I use the following inputs to encrypt using AES:
- UserPassword (plain text)
- SecretKey
- RandomIV
I use the following inputs to encrypt using SHA512:
- UserPassword (plain text)
- RandomSalt
I'd like to enhance both encryption methods above by using key derivation functionality. I will use the .NET Rfc2898DeriveBytes Class which requires the following:
- MasterPassword
- Salt
- Iterations
For AES:
Should I use the AES SecretKey for the PBKDF MasterPassword param?

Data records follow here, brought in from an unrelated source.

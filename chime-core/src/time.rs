//! Clock time and potentiometer scaling

use core::fmt::{self, Write};

use chime_protocol::{POT_MAX, POT_MIN};
use heapless::String;

/// Highest hour value
pub const MAX_HOUR: u8 = 23;

/// Highest minute value
pub const MAX_MINUTE: u8 = 59;

/// Hour and minute of day
#[derive(Debug, Clone, Copy, PartialEq, Eq, Default)]
#[cfg_attr(feature = "defmt", derive(defmt::Format))]
pub struct ClockTime {
    hour: u8,
    minute: u8,
}

impl ClockTime {
    /// 00:00
    pub const MIDNIGHT: Self = Self { hour: 0, minute: 0 };

    /// Create a time, or `None` if either field is out of range
    pub const fn new(hour: u8, minute: u8) -> Option<Self> {
        if hour > MAX_HOUR || minute > MAX_MINUTE {
            return None;
        }
        Some(Self { hour, minute })
    }

    /// Hour, 0-23
    pub fn hour(&self) -> u8 {
        self.hour
    }

    /// Minute, 0-59
    pub fn minute(&self) -> u8 {
        self.minute
    }

    /// Same time with a different hour
    pub fn with_hour(self, hour: u8) -> Option<Self> {
        Self::new(hour, self.minute)
    }

    /// Same time with a different minute
    pub fn with_minute(self, minute: u8) -> Option<Self> {
        Self::new(self.hour, minute)
    }

    /// Zero-padded `HH:MM`
    pub fn format(&self) -> String<5> {
        let mut out = String::new();
        // Always exactly five characters
        let _ = write!(out, "{:02}:{:02}", self.hour, self.minute);
        out
    }
}

impl fmt::Display for ClockTime {
    fn fmt(&self, f: &mut fmt::Formatter<'_>) -> fmt::Result {
        write!(f, "{:02}:{:02}", self.hour, self.minute)
    }
}

/// Linearly map `value` from one range onto another
///
/// The input is clamped to `[from_low, from_high]` and the result is rounded
/// half-up, so the output always lies within `[to_low, to_high]`.
pub fn scale(value: i32, from_low: i32, from_high: i32, to_low: i32, to_high: i32) -> i32 {
    if from_high <= from_low {
        return to_low;
    }

    let value = value.clamp(from_low, from_high);
    // i128 holds the product of two full i32 spans
    let num = (value as i128 - from_low as i128) * (to_high as i128 - to_low as i128);
    let den = from_high as i128 - from_low as i128;

    // floor(num / den + 1/2)
    let rounded = (2 * num + den).div_euclid(2 * den);
    (to_low as i128 + rounded) as i32
}

fn scale_potentiometer(value: i32, pot_min: i32, pot_max: i32, max: u8) -> u8 {
    scale(value, pot_min, pot_max, 0, max as i32) as u8
}

/// Hour selected by a raw potentiometer reading
pub fn potentiometer_to_hour(value: i32) -> u8 {
    scale_potentiometer(value, POT_MIN, POT_MAX, MAX_HOUR)
}

/// Minute selected by a raw potentiometer reading
pub fn potentiometer_to_minute(value: i32) -> u8 {
    scale_potentiometer(value, POT_MIN, POT_MAX, MAX_MINUTE)
}

/// Hour for a potentiometer with a custom raw range
pub fn potentiometer_to_hour_in(value: i32, pot_min: i32, pot_max: i32) -> u8 {
    scale_potentiometer(value, pot_min, pot_max, MAX_HOUR)
}

/// Minute for a potentiometer with a custom raw range
pub fn potentiometer_to_minute_in(value: i32, pot_min: i32, pot_max: i32) -> u8 {
    scale_potentiometer(value, pot_min, pot_max, MAX_MINUTE)
}

#[cfg(test)]
mod tests {
    use super::*;
    use proptest::prelude::*;

    #[test]
    fn test_format_zero_padded() {
        let time = ClockTime::new(7, 5).unwrap();
        assert_eq!(time.format().as_str(), "07:05");
        assert_eq!(ClockTime::MIDNIGHT.format().as_str(), "00:00");
        assert_eq!(ClockTime::new(23, 59).unwrap().format().as_str(), "23:59");
    }

    #[test]
    fn test_new_rejects_out_of_range() {
        assert!(ClockTime::new(24, 0).is_none());
        assert!(ClockTime::new(0, 60).is_none());
        assert!(ClockTime::MIDNIGHT.with_hour(24).is_none());
    }

    #[test]
    fn test_with_fields() {
        let time = ClockTime::MIDNIGHT.with_hour(6).unwrap().with_minute(30).unwrap();
        assert_eq!(time.hour(), 6);
        assert_eq!(time.minute(), 30);
    }

    #[test]
    fn test_hour_endpoints() {
        assert_eq!(potentiometer_to_hour(0), 0);
        assert_eq!(potentiometer_to_hour(4095), 23);
        assert_eq!(potentiometer_to_minute(0), 0);
        assert_eq!(potentiometer_to_minute(4095), 59);
    }

    #[test]
    fn test_hour_rounding_boundary() {
        // 23 * 2047 / 4095 = 11.497
        assert_eq!(potentiometer_to_hour(2047), 11);
        // 23 * 2048 / 4095 = 11.503
        assert_eq!(potentiometer_to_hour(2048), 12);
    }

    #[test]
    fn test_minute_midpoint() {
        // 59 * 2048 / 4095 = 29.507
        assert_eq!(potentiometer_to_minute(2048), 30);
        // 59 * 2012 / 4095 = 28.988
        assert_eq!(potentiometer_to_minute(2012), 29);
    }

    #[test]
    fn test_exact_half_rounds_up() {
        // 1 * 1 / 2 = 0.5
        assert_eq!(scale(1, 0, 2, 0, 1), 1);
    }

    #[test]
    fn test_out_of_range_input_is_clamped() {
        assert_eq!(potentiometer_to_hour(-50), 0);
        assert_eq!(potentiometer_to_hour(10_000), 23);
    }

    #[test]
    fn test_custom_pot_range() {
        assert_eq!(potentiometer_to_hour_in(1023, 0, 1023), 23);
        assert_eq!(potentiometer_to_minute_in(0, 0, 1023), 0);
    }

    #[test]
    fn test_full_i32_range_does_not_overflow() {
        // 23 * 2^31 / (2^32 - 1) is just above 11.5
        assert_eq!(scale(0, i32::MIN, i32::MAX, 0, 23), 12);
        assert_eq!(scale(i32::MIN, i32::MIN, i32::MAX, 0, 23), 0);
        assert_eq!(scale(i32::MAX, i32::MIN, i32::MAX, 0, 23), 23);
        assert_eq!(scale(i32::MAX, i32::MIN, i32::MAX, i32::MIN, i32::MAX), i32::MAX);
        assert_eq!(potentiometer_to_hour_in(0, i32::MIN, i32::MAX), 12);
    }

    proptest! {
        #[test]
        fn prop_hour_bounded_and_monotonic(p in POT_MIN..POT_MAX) {
            let a = potentiometer_to_hour(p);
            let b = potentiometer_to_hour(p + 1);
            prop_assert!(a <= MAX_HOUR);
            prop_assert!(b <= MAX_HOUR);
            prop_assert!(a <= b);
        }

        #[test]
        fn prop_minute_bounded_and_monotonic(p in POT_MIN..POT_MAX) {
            let a = potentiometer_to_minute(p);
            let b = potentiometer_to_minute(p + 1);
            prop_assert!(a <= MAX_MINUTE);
            prop_assert!(a <= b);
        }

        #[test]
        fn prop_scale_within_target(v in any::<i32>(), to_high in 1i32..1000) {
            let out = scale(v, POT_MIN, POT_MAX, 0, to_high);
            prop_assert!((0..=to_high).contains(&out));
        }
    }
}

I currently generate an AES RandomIV and store the IV+CIPHER in the DB, when upgrading to use PBKDF is it correct to do the following:
- Do not generate an AES RandomIV
- Generate a new random Salt for the PBKDF
- Use the first x bits of the DerivedKey as the AES SecretKey
- Use the second x bits of the DerivedKey as the AES RandomIV
- Store the 'new random Salt'+CipherText in the DB
- Both the AES Encrypt & Decrypt methods will have a PBKDF Salt param rather than an AES IV param (ignore the fact that they are both just byte[]'s)
For SHA512:
Is it correct to use the UserPassword (plaintext) for the PBKDF MasterPassword param (instead of securely storing a secret MasterPassword like AES)?
Should I use the SHA512 RandomSalt as the PBKDF Salt?
When calling the SHA.computehash method, should only the DerivedKey by hased, or should the salt be appended to the DK?
How many bytes of the DerivedKey should be encrypted, 64?